Vast majority of cases involve members of the same family
THE CHRONICLE HERALD
Published August 13, 2017 - 8:08pm
While murder-suicide is technically on a statistical downswing, the killer close by may go undetected before exploding in a deadly rage.
Grisly numbers show recent notorious murder-suicides in Nova Scotia were statistically rare but are textbook cases.
Closest family members expressed shock at the July 24 Clam Bay murder-suicide of popular and upbeat Ronald Ivan Baker and Laura Gaudet Baker. Police say Ron Baker shot his wife before setting their home on fire and killing himself.
Earlier in the year, PTSD-stricken retired Canadian Armed Forces Cpl.
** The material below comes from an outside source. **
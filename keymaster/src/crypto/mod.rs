//! Cryptography used by the keymaster: digest helpers for the token protocol and
//! the passphrase-sealed file format shared by both on-disk stores.

pub mod integrity;
pub mod sealed;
Lionel Desmond, 33, shot his 52-year-old mother Brenda, his wife Shanna, 31, and their 10-year-daughter Aaliyah before turning the gun on himself in Upper Big Tracadie.
Both cases follow well-established patterns in the ultimate domestic violence — a phenomenon known as either murder-suicide, or homicide-suicide.
“The victims are mostly female; the perpetrators are mostly male. Most victims tend to be spouses or partners,” said Simon Sherry, a researcher at Dalhousie University.
When it comes to murder-suicide, dead men tell no tales. Since there is no suspect to interview, investigators are often left to piece together the motive puzzle.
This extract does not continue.